Abraham Neuman, now 94, is also a survivor from the ghetto. "I am puzzled what kept me alive," he said. "We were a family of six kids and parents. Nobody survived."

"When people were taken out of the ghetto and sent to other camps, did people think, 'Well, maybe I'm going to a better place'? Or did know what was going to happen?" Reid asked.

"The first time when they take you out from the ghetto you didn't know, because we didn't have no newspaper, no radio," Neuman said. "We didn't know what was going on in the world. All they was thinking, 'Maybe a miracle will come.'"

Two hundred and forty thousand Jews were brought into the Łódź Ghetto.
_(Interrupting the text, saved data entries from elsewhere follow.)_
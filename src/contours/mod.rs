mod render;

pub use render::{render_contours, ContourPalette, DEFAULT_PALETTE_SEED};

use crate::background::ForegroundMask;
use image::GrayImage;
use imageproc::contours::{find_contours, BorderType};
use imageproc::edges::canny;
use imageproc::point::Point;
use imageproc::rect::Rect;

/// Outline of one connected region, reduced to its corner points
#[derive(Debug, Clone, PartialEq, Eq)]
pub struct Contour {
    points: Vec<Point<i32>>,
}

impl Contour {
    pub fn new(points: Vec<Point<i32>>) -> Self {
        Self { points }
    }

    pub fn points(&self) -> &[Point<i32>] {
        &self.points
    }

    pub fn len(&self) -> usize {
        self.points.len()
    }

    pub fn is_empty(&self) -> bool {
        self.points.is_empty()
    }

    /// Smallest axis-aligned rectangle containing every point
    pub fn bounding_box(&self) -> Option<Rect> {
        let first = self.points.first()?;
        let (mut min_x, mut min_y, mut max_x, mut max_y) = (first.x, first.y, first.x, first.y);
        for p in &self.points {
            min_x = min_x.min(p.x);
            min_y = min_y.min(p.y);
            max_x = max_x.max(p.x);
            max_y = max_y.max(p.y);
        }
        Some(
            Rect::at(min_x, min_y)
                .of_size((max_x - min_x + 1) as u32, (max_y - min_y + 1) as u32),
        )
    }
}

/// Tree links of one contour, mirroring (next, previous, first child, parent)
#[derive(Debug, Clone, Copy, PartialEq, Eq, Default)]
pub struct HierarchyLink {
    pub next: Option<usize>,
    pub previous: Option<usize>,
    pub first_child: Option<usize>,
    pub parent: Option<usize>,
}

/// Contours of one frame together with their nesting
#[derive(Debug, Clone, Default, PartialEq, Eq)]
pub struct ContourHierarchy {
    contours: Vec<Contour>,
    links: Vec<HierarchyLink>,
}

impl ContourHierarchy {
    /// Hierarchy where every contour is a top-level sibling
    pub fn siblings(contours: Vec<Contour>) -> Self {
        let count = contours.len();
        let links = (0..count)
            .map(|i| HierarchyLink {
                next: (i + 1 < count).then_some(i + 1),
                previous: i.checked_sub(1),
                first_child: None,
                parent: None,
            })
            .collect();
        Self { contours, links }
    }

    pub fn len(&self) -> usize {
        self.contours.len()
    }

    pub fn is_empty(&self) -> bool {
        self.contours.is_empty()
    }

    pub fn contours(&self) -> &[Contour] {
        &self.contours
    }

    pub fn links(&self) -> &[HierarchyLink] {
        &self.links
    }

    pub fn iter(&self) -> impl Iterator<Item = &Contour> {
        self.contours.iter()
    }

    /// Top-level contours, following the sibling chain from the first
    pub fn roots(&self) -> impl Iterator<Item = usize> + '_ {
        let first = (!self.contours.is_empty()).then_some(0);
        std::iter::successors(first, move |&i| self.links[i].next)
            .filter(move |&i| self.links[i].parent.is_none())
    }
}

/// Offset that turns the inclusive hysteresis comparisons into strict ones
///
/// Gradient magnitudes are square roots of integers, so no magnitude lies
/// within this distance above an integer threshold.
const STRICT_MARGIN: f32 = 1e-3;

/// Edge detection and outer-boundary extraction on cleaned masks
#[derive(Debug, Clone, Copy, Default)]
pub struct ContourExtractor;

impl ContourExtractor {
    pub fn new() -> Self {
        Self
    }

    /// Smoothed hysteresis edge map with thresholds `threshold` and `2 * threshold`
    ///
    /// Edge pixels are 255. A pixel whose gradient exceeds only the low
    /// threshold is kept when it connects to one above the high threshold.
    pub fn detect_edges(&self, mask: &ForegroundMask, threshold: u8) -> GrayImage {
        if mask.width() == 0 || mask.height() == 0 {
            return GrayImage::new(mask.width(), mask.height());
        }
        let low = threshold as f32;
        canny(mask, low + STRICT_MARGIN, 2.0 * low + STRICT_MARGIN)
    }

    /// Outer contours of the edge regions in `mask`
    ///
    /// Holes and anything nested inside another region are dropped, and
    /// every contour keeps only its direction-changing points.
    pub fn extract(&self, mask: &ForegroundMask, threshold: u8) -> ContourHierarchy {
        let _span = tracing::debug_span!("extract").entered();

        if mask.width() == 0 || mask.height() == 0 {
            return ContourHierarchy::default();
        }

        let edge_map = self.detect_edges(mask, threshold);
        let contours: Vec<Contour> = find_contours::<i32>(&edge_map)
            .into_iter()
            .filter(|border| border.border_type == BorderType::Outer && border.parent.is_none())
            .map(|border| Contour::new(simplify_chain(&border.points)))
            .collect();

        tracing::debug!("Extracted {} contours at threshold {}", contours.len(), threshold);
        ContourHierarchy::siblings(contours)
    }
}

/// Drop every point that continues a straight run of a closed chain
fn simplify_chain(points: &[Point<i32>]) -> Vec<Point<i32>> {
    let n = points.len();
    if n <= 2 {
        return points.to_vec();
    }

    (0..n)
        .filter(|&k| {
            let prev = points[(k + n - 1) % n];
            let here = points[k];
            let next = points[(k + 1) % n];
            (here.x - prev.x, here.y - prev.y) != (next.x - here.x, next.y - here.y)
        })
        .map(|k| points[k])
        .collect()
}
mod stdin;

pub use stdin::StdinControl;

use std::collections::VecDeque;
use std::time::Duration;

/// Key code of the escape key
pub const ESCAPE: char = '\u{1b}';

/// Input delivered between frames
#[derive(Debug, Clone, Copy, PartialEq, Eq)]
pub enum ControlEvent {
    Quit,
    SetEdgeThreshold(i32),
    SetKernelSize(i32),
}

/// Trait for interactive control input
pub trait ControlSource {
    /// Wait at most `timeout` for the next event
    fn poll(&mut self, timeout: Duration) -> Option<ControlEvent>;
}

impl<C: ControlSource + ?Sized> ControlSource for Box<C> {
    fn poll(&mut self, timeout: Duration) -> Option<ControlEvent> {
        (**self).poll(timeout)
    }
}

/// No interactive input, only paces the loop
#[derive(Debug, Default, Clone, Copy)]
pub struct NoControl;

impl ControlSource for NoControl {
    fn poll(&mut self, timeout: Duration) -> Option<ControlEvent> {
        if !timeout.is_zero() {
            std::thread::sleep(timeout);
        }
        None
    }
}

/// Replays a fixed list of events keyed by frame number
///
/// The frame loop polls once per frame, so the n-th poll follows frame n.
#[derive(Debug, Default, Clone)]
pub struct ScriptedControl {
    script: VecDeque<(u64, ControlEvent)>,
    polls: u64,
}

impl ScriptedControl {
    /// `script` holds (frame, event) pairs, fired after that frame at the earliest
    pub fn new<I: IntoIterator<Item = (u64, ControlEvent)>>(script: I) -> Self {
        let mut script: Vec<_> = script.into_iter().collect();
        script.sort_by_key(|(frame, _)| *frame);
        Self {
            script: script.into(),
            polls: 0,
        }
    }
}

impl ControlSource for ScriptedControl {
    fn poll(&mut self, _timeout: Duration) -> Option<ControlEvent> {
        self.polls += 1;
        match self.script.front() {
            Some((frame, _)) if *frame <= self.polls => self.script.pop_front().map(|(_, e)| e),
            _ => None,
        }
    }
}

/// Parse one line of control input
///
/// `q`, `quit` or escape stop the loop; `t N` / `thresh N` set the edge
/// threshold and `k N` / `kernel N` the kernel size.
pub fn parse_command(line: &str) -> Option<ControlEvent> {
    let line = line.trim_matches(|c: char| c.is_whitespace());
    if line.is_empty() {
        return None;
    }
    if line.starts_with(ESCAPE) {
        return Some(ControlEvent::Quit);
    }

    let mut parts = line.split_whitespace();
    let command = parts.next()?.to_ascii_lowercase();
    let value = parts.next().and_then(|v| v.parse::<i32>().ok());

    match (command.as_str(), value) {
        ("q" | "quit", _) => Some(ControlEvent::Quit),
        ("t" | "thresh" | "threshold", Some(v)) => Some(ControlEvent::SetEdgeThreshold(v)),
        ("k" | "kernel", Some(v)) => Some(ControlEvent::SetKernelSize(v)),
        _ => {
            tracing::warn!("Ignoring control input {:?}", line);
            None
        }
    }
}

#[cfg(test)]
mod tests {
    use super::*;

    #[test]
    fn parses_quit_codes() {
        assert_eq!(parse_command("q"), Some(ControlEvent::Quit));
        assert_eq!(parse_command("  QUIT \n"), Some(ControlEvent::Quit));
        assert_eq!(parse_command("\u{1b}"), Some(ControlEvent::Quit));
    }

    #[test]
    fn parses_parameter_changes() {
        assert_eq!(parse_command("t 40"), Some(ControlEvent::SetEdgeThreshold(40)));
        assert_eq!(parse_command("kernel -2"), Some(ControlEvent::SetKernelSize(-2)));
    }

    #[test]
    fn rejects_malformed_input() {
        assert_eq!(parse_command(""), None);
        assert_eq!(parse_command("k"), None);
        assert_eq!(parse_command("zoom 3"), None);
    }

    #[test]
    fn scripted_events_fire_after_their_frame() {
        let mut control = ScriptedControl::new([
            (2, ControlEvent::Quit),
            (1, ControlEvent::SetKernelSize(3)),
        ]);
        let wait = Duration::ZERO;

        assert_eq!(control.poll(wait), Some(ControlEvent::SetKernelSize(3)));
        assert_eq!(control.poll(wait), Some(ControlEvent::Quit));
        assert_eq!(control.poll(wait), None);
    }
}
By the time the war ended, fewer than 900 were left.

The Łódź Ghetto is now the subject of a photography exhibit at the Museum of Fine Arts, Boston, called "Memory Unearthed." The photos are by a man named Henryk Ross, a Polish Jew who lived inside the ghetto as both prisoner and official photographer.

One picture shows a mass deportation. "We can see these people being led to either an extermination camp or a concentration camp," said curator Kristen Gresh.
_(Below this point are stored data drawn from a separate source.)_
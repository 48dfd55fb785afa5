use super::types::{
    distance2, to_sample, BackgroundModel, ForegroundMask, Frame, ModelKind, BACKGROUND,
    FOREGROUND,
};
use crate::error::{PipelineError, Result};
use image::GrayImage;

/// Per-pixel component counts are stored as `u8`
const MAX_COMPONENTS: usize = u8::MAX as usize;

/// Tuning for the Gaussian mixture model
#[derive(Debug, Clone, PartialEq)]
pub struct MixtureConfig {
    /// Number of frames that shape the learning rate
    pub history: u32,
    /// Maximum Gaussian components per pixel
    pub max_components: usize,
    /// Squared Mahalanobis distance for a sample to be explained by a background component
    pub var_threshold: f32,
    /// Squared Mahalanobis distance for a sample to update an existing component
    pub var_threshold_gen: f32,
    /// Cumulative weight fraction that counts as background
    pub background_ratio: f32,
    /// Variance of a freshly created component
    pub var_init: f32,
    pub var_min: f32,
    pub var_max: f32,
    /// Weight decay that prunes rarely used components
    pub complexity_reduction: f32,
}

impl Default for MixtureConfig {
    fn default() -> Self {
        Self {
            history: 500,
            max_components: 5,
            var_threshold: 16.0,
            var_threshold_gen: 9.0,
            background_ratio: 0.9,
            var_init: 15.0,
            var_min: 4.0,
            var_max: 75.0,
            complexity_reduction: 0.05,
        }
    }
}

impl MixtureConfig {
    pub fn validate(&self) -> Result<()> {
        if self.history == 0 {
            return Err(PipelineError::Config("mixture history must be at least 1".into()));
        }
        if self.max_components == 0 || self.max_components > MAX_COMPONENTS {
            return Err(PipelineError::Config(format!(
                "mixture components must be within 1..={}, got {}",
                MAX_COMPONENTS, self.max_components
            )));
        }
        if !(self.var_min > 0.0 && self.var_min <= self.var_init && self.var_init <= self.var_max)
        {
            return Err(PipelineError::Config(format!(
                "mixture variances must satisfy 0 < min <= init <= max, got {} / {} / {}",
                self.var_min, self.var_init, self.var_max
            )));
        }
        if !(0.0..=1.0).contains(&self.background_ratio) {
            return Err(PipelineError::Config(format!(
                "background ratio {} outside [0, 1]",
                self.background_ratio
            )));
        }
        Ok(())
    }
}

#[derive(Debug, Clone, Copy, Default)]
struct Component {
    weight: f32,
    variance: f32,
    mean: [f32; 3],
}

/// Adaptive mixture-of-Gaussians background model
///
/// Every pixel keeps up to `max_components` isotropic Gaussians over RGB,
/// sorted by descending weight. The leading components whose weights sum up
/// to `background_ratio` describe the background.
pub struct MixtureModel {
    config: MixtureConfig,
    dims: Option<(u32, u32)>,
    components: Vec<Component>,
    used: Vec<u8>,
    frames_seen: u64,
}

impl MixtureModel {
    pub fn new(config: MixtureConfig) -> Self {
        Self {
            config,
            dims: None,
            components: Vec::new(),
            used: Vec::new(),
            frames_seen: 0,
        }
    }

    pub fn config(&self) -> &MixtureConfig {
        &self.config
    }

    /// Learning rate ramps from fast adaptation to 1/history
    fn learning_rate(&self) -> f32 {
        let span = (2 * self.frames_seen).min(self.config.history as u64).max(1);
        1.0 / span as f32
    }
}

/// Update the components of one pixel with `sample`
///
/// Returns true when the sample is explained by the background.
fn update_pixel(
    components: &mut [Component],
    used: &mut u8,
    sample: [f32; 3],
    alpha: f32,
    config: &MixtureConfig,
) -> bool {
    let decay = 1.0 - alpha;
    let prune = alpha * config.complexity_reduction;
    let mut count = *used as usize;
    let mut matched = false;
    let mut background = false;
    let mut cumulative = 0.0f32;

    for component in components[..count].iter_mut() {
        component.weight = decay * component.weight - prune;

        if !matched {
            let dist2 = distance2(component.mean, sample);
            if cumulative < config.background_ratio
                && dist2 < config.var_threshold * component.variance
            {
                background = true;
            }

            if dist2 < config.var_threshold_gen * component.variance {
                matched = true;
                component.weight += alpha;
                let k = alpha / component.weight;
                for (mean, value) in component.mean.iter_mut().zip(sample) {
                    *mean += k * (value - *mean);
                }
                component.variance = (component.variance + k * (dist2 - component.variance))
                    .clamp(config.var_min, config.var_max);
            }
        }

        cumulative += component.weight;
    }

    // Drop components whose weight decayed away
    let mut kept = 0;
    for idx in 0..count {
        if components[idx].weight >= prune {
            components[kept] = components[idx];
            kept += 1;
        }
    }
    count = kept;

    if !matched {
        let slot = if count == components.len() {
            count - 1
        } else {
            count += 1;
            count - 1
        };
        components[slot] = Component {
            weight: if count == 1 { 1.0 } else { alpha },
            variance: config.var_init,
            mean: sample,
        };
    }

    // Insertion sort by descending weight, at most a handful of entries
    for i in 1..count {
        let mut j = i;
        while j > 0 && components[j].weight > components[j - 1].weight {
            components.swap(j, j - 1);
            j -= 1;
        }
    }

    let total: f32 = components[..count].iter().map(|c| c.weight).sum();
    if total > 0.0 {
        for component in components[..count].iter_mut() {
            component.weight /= total;
        }
    }

    *used = count as u8;
    background
}

impl BackgroundModel for MixtureModel {
    fn kind(&self) -> ModelKind {
        ModelKind::Mixture
    }

    fn dimensions(&self) -> Option<(u32, u32)> {
        self.dims
    }

    fn initialize(&mut self, frame: &Frame) {
        let k = self.config.max_components;
        let pixel_count = frame.width() as usize * frame.height() as usize;

        self.components.clear();
        self.components.resize(pixel_count * k, Component::default());
        self.used.clear();
        self.used.resize(pixel_count, 1);

        for (idx, pixel) in frame.pixels().enumerate() {
            self.components[idx * k] = Component {
                weight: 1.0,
                variance: self.config.var_init,
                mean: to_sample(pixel),
            };
        }

        self.dims = Some(frame.dimensions());
        self.frames_seen = 1;
    }

    fn classify(&mut self, frame: &Frame) -> ForegroundMask {
        let _span = tracing::debug_span!("mog2_apply").entered();

        self.frames_seen += 1;
        let alpha = self.learning_rate();
        let k = self.config.max_components;
        let (width, height) = frame.dimensions();
        let mut mask = GrayImage::new(width, height);

        let components = self.components.chunks_exact_mut(k);
        let used = self.used.iter_mut();
        for (((pixel, out), components), used) in
            frame.pixels().zip(mask.pixels_mut()).zip(components).zip(used)
        {
            let background = update_pixel(components, used, to_sample(pixel), alpha, &self.config);
            out[0] = if background { BACKGROUND } else { FOREGROUND };
        }

        mask
    }

    fn reset_state(&mut self) {
        tracing::info!("Resetting mixture background state");
        self.dims = None;
        self.components.clear();
        self.used.clear();
        self.frames_seen = 0;
    }
}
Ross had shown up at the ghetto with a camera, and because he had experience in photography, he was named one of the official photographers. His job was to take ID photos. In addition, Gresh said, he was assigned to do propaganda stories. Ross' "happy" photos were meant to show that life was just perfectly normal in the ghetto.
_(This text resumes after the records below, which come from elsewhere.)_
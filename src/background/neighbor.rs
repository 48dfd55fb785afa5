use super::types::{
    distance2, BackgroundModel, ForegroundMask, Frame, ModelKind, BACKGROUND, FOREGROUND,
};
use crate::error::{PipelineError, Result};
use image::GrayImage;

/// Fraction of the history each memory tier should still remember
/// Short, mid and long term
const TIER_RETENTION: [f64; 3] = [0.7, 0.4, 0.1];
const TIERS: usize = TIER_RETENTION.len();

/// Tuning for the nearest-neighbor model
#[derive(Debug, Clone, PartialEq)]
pub struct NeighborConfig {
    /// Number of frames the long-term memory spans
    pub history: u32,
    /// Samples stored per memory tier
    pub samples_per_tier: usize,
    /// Squared RGB distance under which a stored sample counts as a neighbor
    pub dist2_threshold: f32,
    /// Neighbors needed to call a pixel background
    pub knn: usize,
}

impl Default for NeighborConfig {
    fn default() -> Self {
        Self {
            history: 500,
            samples_per_tier: 7,
            dist2_threshold: 400.0,
            knn: 2,
        }
    }
}

impl NeighborConfig {
    pub fn validate(&self) -> Result<()> {
        if self.history == 0 {
            return Err(PipelineError::Config("neighbor history must be at least 1".into()));
        }
        if self.samples_per_tier == 0 {
            return Err(PipelineError::Config(
                "neighbor model needs at least one sample per tier".into(),
            ));
        }
        if self.knn == 0 || self.knn > self.samples_per_tier * TIERS {
            return Err(PipelineError::Config(format!(
                "knn must be within 1..={}, got {}",
                self.samples_per_tier * TIERS,
                self.knn
            )));
        }
        Ok(())
    }

    /// Frames between two writes into each memory tier
    pub fn tier_periods(&self) -> [u64; TIERS] {
        let decay = (1.0 - 1.0 / self.history.max(2) as f64).ln();
        let mut covered = 0.0;
        let mut periods = [1u64; TIERS];

        for (period, retention) in periods.iter_mut().zip(TIER_RETENTION) {
            let span = (retention.ln() / decay - covered).max(1.0);
            covered += span;
            *period = ((span / self.samples_per_tier as f64) as u64).max(1);
        }

        periods
    }
}

/// Non-parametric background model
///
/// Each pixel keeps a bounded history of raw samples split into short, mid
/// and long term tiers that are refreshed at increasing intervals. A pixel is
/// background when at least `knn` stored samples lie within the distance
/// threshold of the current value.
pub struct NeighborModel {
    config: NeighborConfig,
    periods: [u64; TIERS],
    dims: Option<(u32, u32)>,
    samples: Vec<[u8; 3]>,
    frames_seen: u64,
}

impl NeighborModel {
    pub fn new(config: NeighborConfig) -> Self {
        let periods = config.tier_periods();
        tracing::debug!("Neighbor model tier periods: {:?}", periods);

        Self {
            config,
            periods,
            dims: None,
            samples: Vec::new(),
            frames_seen: 0,
        }
    }

    pub fn config(&self) -> &NeighborConfig {
        &self.config
    }

    fn samples_per_pixel(&self) -> usize {
        self.config.samples_per_tier * TIERS
    }

    /// Slots written by the current frame, one per tier at most
    fn slots_due(&self) -> [Option<usize>; TIERS] {
        let n = self.config.samples_per_tier;
        let mut slots = [None; TIERS];
        for (tier, (slot, period)) in slots.iter_mut().zip(self.periods).enumerate() {
            if self.frames_seen % period == 0 {
                *slot = Some(tier * n + (self.frames_seen / period) as usize % n);
            }
        }
        slots
    }
}

fn is_background(history: &[[u8; 3]], sample: [f32; 3], config: &NeighborConfig) -> bool {
    let mut neighbors = 0;
    for stored in history {
        let stored = [stored[0] as f32, stored[1] as f32, stored[2] as f32];
        if distance2(stored, sample) < config.dist2_threshold {
            neighbors += 1;
            if neighbors >= config.knn {
                return true;
            }
        }
    }
    false
}

impl BackgroundModel for NeighborModel {
    fn kind(&self) -> ModelKind {
        ModelKind::Neighbor
    }

    fn dimensions(&self) -> Option<(u32, u32)> {
        self.dims
    }

    fn initialize(&mut self, frame: &Frame) {
        let per_pixel = self.samples_per_pixel();
        self.samples.clear();
        self.samples
            .reserve(frame.width() as usize * frame.height() as usize * per_pixel);
        for pixel in frame.pixels() {
            self.samples
                .extend(std::iter::repeat(pixel.0).take(per_pixel));
        }

        self.dims = Some(frame.dimensions());
        self.frames_seen = 1;
    }

    fn classify(&mut self, frame: &Frame) -> ForegroundMask {
        let _span = tracing::debug_span!("knn_apply").entered();

        self.frames_seen += 1;
        let slots = self.slots_due();
        let per_pixel = self.samples_per_pixel();
        let (width, height) = frame.dimensions();
        let mut mask = GrayImage::new(width, height);

        let histories = self.samples.chunks_exact_mut(per_pixel);
        for ((pixel, out), history) in frame.pixels().zip(mask.pixels_mut()).zip(histories) {
            let sample = [pixel[0] as f32, pixel[1] as f32, pixel[2] as f32];
            let background = is_background(history, sample, &self.config);
            out[0] = if background { BACKGROUND } else { FOREGROUND };

            for slot in slots.iter().flatten() {
                history[*slot] = pixel.0;
            }
        }

        mask
    }

    fn reset_state(&mut self) {
        tracing::info!("Resetting neighbor background state");
        self.dims = None;
        self.samples.clear();
        self.frames_seen = 0;
    }
}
But the reality of life in the ghetto was so horrific, so unfathomable, Ross knew he had to photograph it for the rest of the world to see.

"He was using his camera as a weapon of resistance," Gersh said, "and it was truly an act of resistance to go snap a shot, or hide somewhere to take photographs."

"Was he risking his life?" Reid asked.

"Absolutely. He was risking his own life, and he was risking his wife's life as well."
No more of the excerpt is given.